If the system determines that the token needs to be refreshed, then this callback is called. Once the token is retrieved, you can save it to your server and store it using your required method. This will not be called very frequently. It is needed for key rotation and to handle Instance ID changes; which happens in following cases:

  • When app deletes Instance ID
  • When app is restored on a new device
  • When user re-installs or uninstalls the app
  • When user deletes the app data

If you have specific need to retrieve current token call call FirebaseInstanceID.getToken(). It returns null if the token has not yet been generated.

Once this is set up we are ready to start sending downstream messages with the Firebase console .(Downstream messages means sending messages from your app server to Firebase Cloud Messaging client apps). However, lets skip that part for now. Let us first understand how to handle received messages on client side, otherwise some users may not receive the notifications we send. This includes any users who have your app in the foreground on the device.

Receiving and handling messages

In order to receive messages, we have to override the onMessageReceived() callback from our FireBaseMessagingService class; keeping in mind the exceptions mentioned below :

  • Notifications delivered when your app is in the background – In this case, notification is delivered to the system tray of the device.

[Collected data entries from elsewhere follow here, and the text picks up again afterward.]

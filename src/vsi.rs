//! Byte-level file access shared by drivers
//!
//! Paths under `/vsimem/` live in a process-wide in-memory store; every other
//! path goes to the local filesystem. Drivers read and write through these
//! functions so that in-memory and on-disk resources behave the same.

use std::collections::BTreeMap;
use std::io::{self, Read};
use std::path::{Path, PathBuf};
use std::sync::{LazyLock, Mutex, MutexGuard};

use crate::errors::{GeoDataError, Result};

const MEM_PREFIX: &str = "/vsimem";

static MEM_FILES: LazyLock<Mutex<BTreeMap<PathBuf, Vec<u8>>>> = LazyLock::new(Default::default);

fn mem_files() -> MutexGuard<'static, BTreeMap<PathBuf, Vec<u8>>> {
    match MEM_FILES.lock() {
        Ok(guard) => guard,
        Err(poison_error) => poison_error.into_inner(),
    }
}

fn mem_not_found(path: &Path) -> GeoDataError {
    io::Error::new(
        io::ErrorKind::NotFound,
        format!("{} does not exist", path.display()),
    )
    .into()
}

/// Returns `true` for paths served by the in-memory store.
pub fn is_mem_path<P: AsRef<Path>>(path: P) -> bool {
    path.as_ref().starts_with(MEM_PREFIX)
}

/// Read the file names from a directory with optional recursion.
///
/// Returned names are relative to `path`.
pub fn read_dir<P: AsRef<Path>>(path: P, recursive: bool) -> Result<Vec<PathBuf>> {
    _read_dir(path.as_ref(), recursive)
}

fn _read_dir(path: &Path, recursive: bool) -> Result<Vec<PathBuf>> {
    if is_mem_path(path) {
        let files = mem_files();
        let mut names: Vec<PathBuf> = files
            .keys()
            .filter_map(|name| name.strip_prefix(path).ok())
            .filter(|rel| recursive || rel.components().count() == 1)
            .map(Path::to_path_buf)
            .collect();
        names.dedup();
        return Ok(names);
    }

    let mut paths = Vec::new();
    for entry in std::fs::read_dir(path)? {
        let entry = entry?;
        let name = PathBuf::from(entry.file_name());
        if recursive && entry.file_type()?.is_dir() {
            for child in _read_dir(&entry.path(), true)? {
                paths.push(name.join(child));
            }
        }
        paths.push(name);
    }
    Ok(paths)
}

/// Creates a new in-memory file from a given buffer, replacing any previous content.
pub fn create_mem_file<P: AsRef<Path>>(file_name: P, data: Vec<u8>) -> Result<()> {
    let file_name = file_name.as_ref();
    if !is_mem_path(file_name) {
        return Err(GeoDataError::BadArgument(format!(
            "'{}' is not under {MEM_PREFIX}",
            file_name.display()
        )));
    }
    mem_files().insert(file_name.to_path_buf(), data);
    Ok(())
}

/// Unlink a memory file.
pub fn unlink_mem_file<P: AsRef<Path>>(file_name: P) -> Result<()> {
    let file_name = file_name.as_ref();
    match mem_files().remove(file_name) {
        Some(_) => Ok(()),
        None => Err(mem_not_found(file_name)),
    }
}

/// Takes the content of a memory file and unlinks it.
pub fn get_vsi_mem_file_bytes_owned<P: AsRef<Path>>(file_name: P) -> Result<Vec<u8>> {
    let file_name = file_name.as_ref();
    mem_files()
        .remove(file_name)
        .ok_or_else(|| mem_not_found(file_name))
}

/// Returns `true` if `path` names an existing file.
pub fn exists<P: AsRef<Path>>(path: P) -> bool {
    let path = path.as_ref();
    if is_mem_path(path) {
        mem_files().contains_key(path)
    } else {
        path.is_file()
    }
}

/// Reads a whole file.
pub fn read_file<P: AsRef<Path>>(path: P) -> Result<Vec<u8>> {
    let path = path.as_ref();
    if is_mem_path(path) {
        return mem_files()
            .get(path)
            .cloned()
            .ok_or_else(|| mem_not_found(path));
    }
    Ok(std::fs::read(path)?)
}

/// Reads at most `max_bytes` from the start of a file.
pub fn read_header<P: AsRef<Path>>(path: P, max_bytes: usize) -> Result<Vec<u8>> {
    let path = path.as_ref();
    if is_mem_path(path) {
        let files = mem_files();
        let data = files.get(path).ok_or_else(|| mem_not_found(path))?;
        return Ok(data[..data.len().min(max_bytes)].to_vec());
    }
    let file = std::fs::File::open(path)?;
    let mut header = Vec::with_capacity(max_bytes);
    file.take(max_bytes as u64).read_to_end(&mut header)?;
    Ok(header)
}

/// Writes a whole file, replacing any previous content.
pub fn write_file<P: AsRef<Path>>(path: P, data: &[u8]) -> Result<()> {
    let path = path.as_ref();
    if is_mem_path(path) {
        return create_mem_file(path, data.to_vec());
    }
    Ok(std::fs::write(path, data)?)
}

/// Removes a file.
pub fn unlink<P: AsRef<Path>>(path: P) -> Result<()> {
    let path = path.as_ref();
    if is_mem_path(path) {
        return unlink_mem_file(path);
    }
    Ok(std::fs::remove_file(path)?)
}

/// Renames a file. Both paths must live on the same side (memory or disk).
pub fn rename<P: AsRef<Path>, Q: AsRef<Path>>(from: P, to: Q) -> Result<()> {
    let (from, to) = (from.as_ref(), to.as_ref());
    match (is_mem_path(from), is_mem_path(to)) {
        (true, true) => {
            let mut files = mem_files();
            let data = files.remove(from).ok_or_else(|| mem_not_found(from))?;
            files.insert(to.to_path_buf(), data);
            Ok(())
        }
        (false, false) => Ok(std::fs::rename(from, to)?),
        _ => {
            copy_file(from, to)?;
            unlink(from)
        }
    }
}

/// Copies a file.
pub fn copy_file<P: AsRef<Path>, Q: AsRef<Path>>(from: P, to: Q) -> Result<()> {
    let data = read_file(from)?;
    write_file(to, &data)
}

A user’s tap on a notification opens the app launcher by default.
  • Messages with notification + data payload – In this case, the notification is delivered to the device’s system tray, and data payload is delivered in the extras of the intent of your launcher Activity.

This is also called if any notification message is received while user is interacting with the app i.e. app is in the foreground. To fetch notification parameters use getNotification() method.If we need to perform some action based on the message received and access message data, we will have to override this method.

How to send a message from the FireBase console?

  1. Install and run the app on the target devices.
  2. Open the Notifications tab of the Firebase console and select New Message.
  3. Enter message text.
  4. Select the message target (devices). The dialog displays further advanced options to filter the target devices by allowing you to choose from App Version, Users in Audience or Device Language.

FireBase console to send messages

Once you click Send Message button, client devices you targeted, that have the app in the background, will receive notification in the system notifications tray. Whenever the user will tap on the notification, the app launcher will open up your app. If you want to send a message to a particular device: select “Single Device” from options available and insert the token you received.

Various other advanced options are available which you can explore yourself by playing around with them like :

  • the expiration period
  • play a sound when the notification is received
  • Setting custom data with some message
  • setting the notification priority – normal or high

Normal priority – This is the default priority for message delivery. These messages do not open up network connections if your device in is “Doze mode”, and their delivery is delayed to preserve the battery.

High priority – FCM delivers high priority messages immediately, permitting the FCM service to wake a device which is in “doze mode” when possible and open a network connection to your app server. Apps which have features like instant messaging, chat, or voice call alerts, generally need to open a network connection to make sure that FCM delivers the message to the device without any delay. Set messages to high priority only when your message is time-critical and it requires immediate response from the user. However, keep in ind that setting your messages to high priority contributes more to battery consumption compared with normal priority messages.